Born, Again, in Wisconsin: Rebirth of the GOP

One hundred and fifty-eight years ago in Ripon, Wisconsin, a lawyer named Alvan Bovay and representatives of several political groups took a stand in solidarity with the Free Soil Party — the party opposed to the extension of slavery into the territories. They opposed a bill proposed by Democrat Senator Stephen Douglas known as the Kansas-Nebraska Act. The bill would have repealed the anti-slavery provisions of the Missouri Compromise, allowing settlers in the territories to decide for themselves whether to make slavery legal and denying non-citizen immigrants the right to vote. Bovay and the others suggested the formation of a new political party. It was July of 1854, and the Wisconsin Republican Party was born. The very next year, Wisconsin elected a Republican governor.
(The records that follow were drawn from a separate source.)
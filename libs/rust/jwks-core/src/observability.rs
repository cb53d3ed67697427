//! Tracing subscriber setup.

use tracing_subscriber::{EnvFilter, layer::SubscriberExt, util::SubscriberInitExt};

/// Tracing configuration.
#[derive(Debug, Clone)]
pub struct TracingConfig {
    /// Service name attached to the startup event
    pub service_name: String,
    /// Log level filter, used when `RUST_LOG` is unset
    pub log_level: String,
    /// Whether to output JSON format
    pub json_output: bool,
}

impl Default for TracingConfig {
    fn default() -> Self {
        Self {
            service_name: "jwks".to_string(),
            log_level: "info".to_string(),
            json_output: false,
        }
    }
}

impl TracingConfig {
    /// Load from `JWKS_LOG_LEVEL` and `JWKS_LOG_JSON` through a variable lookup.
    #[must_use]
    pub fn from_lookup(lookup: impl Fn(&str) -> Option<String>) -> Self {
        let mut config = Self::default();
        if let Some(level) = lookup("JWKS_LOG_LEVEL") {
            config.log_level = level;
        }
        config.json_output = lookup("JWKS_LOG_JSON")
            .is_some_and(|v| matches!(v.trim().to_lowercase().as_str(), "1" | "true" | "yes"));
        config
    }

    /// Set the service name.
    #[must_use]
    pub fn with_service_name(mut self, name: impl Into<String>) -> Self {
        self.service_name = name.into();
        self
    }

    /// Set the log level.
    #[must_use]
    pub fn with_log_level(mut self, level: impl Into<String>) -> Self {
        self.log_level = level.into();
        self
    }

    /// Enable JSON output.
    #[must_use]
    pub const fn with_json_output(mut self) -> Self {
        self.json_output = true;
        self
    }
}

/// Install the global subscriber. Call once at startup.
///
/// `RUST_LOG` takes precedence over the configured level. A second call is
/// ignored.
pub fn init_tracing(config: &TracingConfig) {
    let filter =
        EnvFilter::try_from_default_env().unwrap_or_else(|_| EnvFilter::new(&config.log_level));

    let installed = if config.json_output {
        tracing_subscriber::registry()
            .with(filter)
            .with(tracing_subscriber::fmt::layer().json().with_writer(std::io::stderr))
            .try_init()
    } else {
        tracing_subscriber::registry()
            .with(filter)
            .with(tracing_subscriber::fmt::layer().with_writer(std::io::stderr))
            .try_init()
    };

    if installed.is_ok() {
        tracing::debug!(service = %config.service_name, "Tracing initialized");
    }
}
In 1959, Wisconsin became the first state to allow collective bargaining for government employees — a development which, as time would reveal, was an extraordinarily bad idea. Unlike private sector unions which bargain collectively to ensure an equitable distribution of profits, government unions have no profits to work with. They deal only with a seemingly unlimited supply of taxpayer dollars. In a short amount of time, overly generous pay and benefits, self-serving union schemes such as the WEA Trust, and endless public sector amenities and privileges at the expense of private sector taxpayers all combined to create a perfect political storm, a tinderbox for political change. A young politician named Scott Walker would provide the spark.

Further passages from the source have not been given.